Top of Entries supplied

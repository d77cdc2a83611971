//! Block and BlockHeader types.
//!
//! Two identifiers exist for every block:
//! - the **block hash** ([`Block::compute_hash`]) covers the whole header,
//!   including the transaction root, and is what quorum certificates bind to
//! - the **fingerprint** ([`Block::fingerprint`]) covers only
//!   (chain id, height, timestamp, proposer, parent hash) and keys execution
//!   snapshots before the block's transactions are final

use hotchain_crypto::{Hash, Hasher, ZERO_HASH};
use serde::{Deserialize, Serialize};
use std::collections::BTreeMap;
use std::fmt;

use crate::{codec, Dag, Member, Transaction, TxRWSet};

/// Content identifier of a block excluding its transactions.
pub type Fingerprint = Hash;

/// `extra_data` key under which a committed block stores the QC certifying it.
pub const QC_EXTRA_KEY: &str = "chained_bft_qc";

/// Block format version written by this release. Failed VM runs in blocks
/// of this version no longer leave their reads in the snapshot read table.
pub const CURRENT_BLOCK_VERSION: u32 = 2201;

const FINGERPRINT_DOMAIN: &[u8] = b"hotchain/fingerprint";
const NON_CONSENSUS_FINGERPRINT_DOMAIN: &[u8] = b"hotchain/fingerprint/nc";
const BLOCK_HASH_DOMAIN: &[u8] = b"hotchain/block";

/// Block header.
#[derive(Debug, Clone, PartialEq, Eq, Serialize, Deserialize)]
pub struct BlockHeader {
    /// Chain identifier
    pub chain_id: String,
    /// Height (genesis is 0)
    pub block_height: u64,
    /// Hash of the parent block
    pub pre_block_hash: Hash,
    /// Hash of this block, see [`Block::compute_hash`]
    pub block_hash: Hash,
    /// Block format version
    pub block_version: u32,
    /// Hash of the serialized DAG
    pub dag_hash: Hash,
    /// Root over the transactions' read/write sets
    pub rw_set_root: Hash,
    /// Root over the transaction ids
    pub tx_root: Hash,
    /// Unix timestamp in seconds
    pub block_timestamp: i64,
    /// Proposer identity, set once consensus assigns the block
    pub proposer: Option<Member>,
    /// Opaque consensus arguments
    pub consensus_args: Vec<u8>,
    /// Number of transactions
    pub tx_count: u32,
    /// Proposer signature over `block_hash`
    pub signature: Vec<u8>,
}

impl Default for BlockHeader {
    fn default() -> Self {
        Self {
            chain_id: String::new(),
            block_height: 0,
            pre_block_hash: ZERO_HASH,
            block_hash: ZERO_HASH,
            block_version: CURRENT_BLOCK_VERSION,
            dag_hash: ZERO_HASH,
            rw_set_root: ZERO_HASH,
            tx_root: ZERO_HASH,
            block_timestamp: 0,
            proposer: None,
            consensus_args: Vec::new(),
            tx_count: 0,
            signature: Vec::new(),
        }
    }
}

/// Out-of-header data attached to a block.
#[derive(Debug, Clone, Default, PartialEq, Eq, Serialize, Deserialize)]
pub struct AdditionalData {
    /// Keyed extra payloads
    pub extra_data: BTreeMap<String, Vec<u8>>,
}

/// A complete block.
#[derive(Debug, Clone, Default, PartialEq, Eq, Serialize, Deserialize)]
pub struct Block {
    /// Header
    pub header: BlockHeader,
    /// Transaction dependency graph
    pub dag: Dag,
    /// Transactions
    pub txs: Vec<Transaction>,
    /// Extra data (QC, etc.)
    pub additional_data: AdditionalData,
}

/// A committed block together with the read/write sets of its transactions.
#[derive(Debug, Clone, Default, PartialEq, Eq, Serialize, Deserialize)]
pub struct BlockInfo {
    /// The committed block
    pub block: Block,
    /// Read/write sets in transaction order
    pub rwsets: Vec<TxRWSet>,
}

impl Block {
    /// Build a block, filling in `tx_count`, `tx_root` and `block_hash`.
    pub fn new(mut header: BlockHeader, txs: Vec<Transaction>) -> Self {
        header.tx_count = txs.len() as u32;
        header.tx_root = codec::compute_tx_root(&txs);
        let mut block = Self {
            header,
            dag: Dag::default(),
            txs,
            additional_data: AdditionalData::default(),
        };
        block.header.block_hash = block.compute_hash();
        block
    }

    /// Genesis block for `chain_id`.
    pub fn genesis(chain_id: impl Into<String>) -> Self {
        Self::new(
            BlockHeader {
                chain_id: chain_id.into(),
                ..Default::default()
            },
            Vec::new(),
        )
    }

    /// Height shortcut.
    pub fn height(&self) -> u64 {
        self.header.block_height
    }

    /// The stored block hash.
    pub fn hash(&self) -> Hash {
        self.header.block_hash
    }

    /// Recompute the tx-inclusive block hash from header fields.
    ///
    /// `block_hash` and `signature` are excluded.
    pub fn compute_hash(&self) -> Hash {
        let h = &self.header;
        let mut hasher = Hasher::new();
        hasher.update(BLOCK_HASH_DOMAIN);
        hasher.update_field(h.chain_id.as_bytes());
        hasher.update_u64(h.block_height);
        hasher.update(&h.pre_block_hash);
        hasher.update_u64(u64::from(h.block_version));
        hasher.update(&h.dag_hash);
        hasher.update(&h.rw_set_root);
        hasher.update(&h.tx_root);
        hasher.update_i64(h.block_timestamp);
        hash_proposer(&mut hasher, h.proposer.as_ref());
        hasher.update_field(&h.consensus_args);
        hasher.update_u64(u64::from(h.tx_count));
        hasher.finalize()
    }

    /// Fingerprint over (chain id, height, timestamp, proposer, parent hash).
    ///
    /// Blocks without a proposer fall back to
    /// [`non_consensus_fingerprint`](Self::non_consensus_fingerprint).
    pub fn fingerprint(&self) -> Fingerprint {
        match &self.header.proposer {
            Some(proposer) => {
                let mut hasher = Hasher::new();
                hasher.update(FINGERPRINT_DOMAIN);
                self.hash_fingerprint_fields(&mut hasher);
                hash_proposer(&mut hasher, Some(proposer));
                hasher.finalize()
            }
            None => self.non_consensus_fingerprint(),
        }
    }

    /// Fingerprint that leaves out the consensus-assigned proposer.
    pub fn non_consensus_fingerprint(&self) -> Fingerprint {
        let mut hasher = Hasher::new();
        hasher.update(NON_CONSENSUS_FINGERPRINT_DOMAIN);
        self.hash_fingerprint_fields(&mut hasher);
        hasher.finalize()
    }

    fn hash_fingerprint_fields(&self, hasher: &mut Hasher) {
        hasher.update_field(self.header.chain_id.as_bytes());
        hasher.update_u64(self.header.block_height);
        hasher.update_i64(self.header.block_timestamp);
        hasher.update(&self.header.pre_block_hash);
    }

    /// Encoded QC stored in the additional data, if any.
    pub fn qc_bytes(&self) -> Option<&[u8]> {
        self.additional_data
            .extra_data
            .get(QC_EXTRA_KEY)
            .map(Vec::as_slice)
    }

    /// Attach an encoded QC to the additional data.
    pub fn set_qc_bytes(&mut self, qc: Vec<u8>) {
        self.additional_data
            .extra_data
            .insert(QC_EXTRA_KEY.to_string(), qc);
    }
}

fn hash_proposer(hasher: &mut Hasher, proposer: Option<&Member>) {
    match proposer {
        Some(member) => {
            hasher.update(&[1]);
            hasher.update_field(member.org_id.as_bytes());
            hasher.update_field(&member.member_info);
        }
        None => hasher.update(&[0]),
    }
}

impl fmt::Display for Block {
    fn fmt(&self, f: &mut fmt::Formatter<'_>) -> fmt::Result {
        write!(
            f,
            "Block(height={}, hash={}, txs={})",
            self.header.block_height,
            hex::encode(&self.header.block_hash[..8]),
            self.txs.len()
        )
    }
}

#[cfg(test)]
mod tests {
    use super::*;

    fn header(height: u64) -> BlockHeader {
        BlockHeader {
            chain_id: "chain1".into(),
            block_height: height,
            block_timestamp: 1_700_000_000,
            proposer: Some(Member::new("org1", vec![1, 2, 3])),
            ..Default::default()
        }
    }

    #[test]
    fn test_new_sets_hash_and_count() {
        let block = Block::new(header(3), vec![Transaction::invoke("tx1", "c", "m")]);
        assert_eq!(block.header.tx_count, 1);
        assert_eq!(block.hash(), block.compute_hash());
    }

    #[test]
    fn test_fingerprint_ignores_transactions() {
        let a = Block::new(header(3), vec![Transaction::invoke("tx1", "c", "m")]);
        let b = Block::new(header(3), vec![Transaction::invoke("tx2", "c", "m")]);
        assert_eq!(a.fingerprint(), b.fingerprint());
        assert_ne!(a.hash(), b.hash());
    }

    #[test]
    fn test_non_consensus_fingerprint_ignores_proposer() {
        let a = Block::new(header(3), vec![]);
        let mut h = header(3);
        h.proposer = Some(Member::new("org2", vec![9]));
        let b = Block::new(h, vec![]);
        assert_ne!(a.fingerprint(), b.fingerprint());
        assert_eq!(a.non_consensus_fingerprint(), b.non_consensus_fingerprint());
    }

    #[test]
    fn test_block_without_proposer_uses_non_consensus_fingerprint() {
        let mut h = header(3);
        h.proposer = None;
        let block = Block::new(h, vec![]);
        assert_eq!(block.fingerprint(), block.non_consensus_fingerprint());
    }

    #[test]
    fn test_qc_bytes_do_not_change_hash() {
        let mut block = Block::new(header(1), vec![]);
        let before = block.compute_hash();
        block.set_qc_bytes(vec![7, 7]);
        assert_eq!(block.qc_bytes(), Some(&[7u8, 7][..]));
        assert_eq!(block.compute_hash(), before);
    }
}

Bottom of Entries supplied

Problem statement ▸
Your answer should be a single number: the count of lines in the records that contain "BlockHeader".

Answer area ▸
8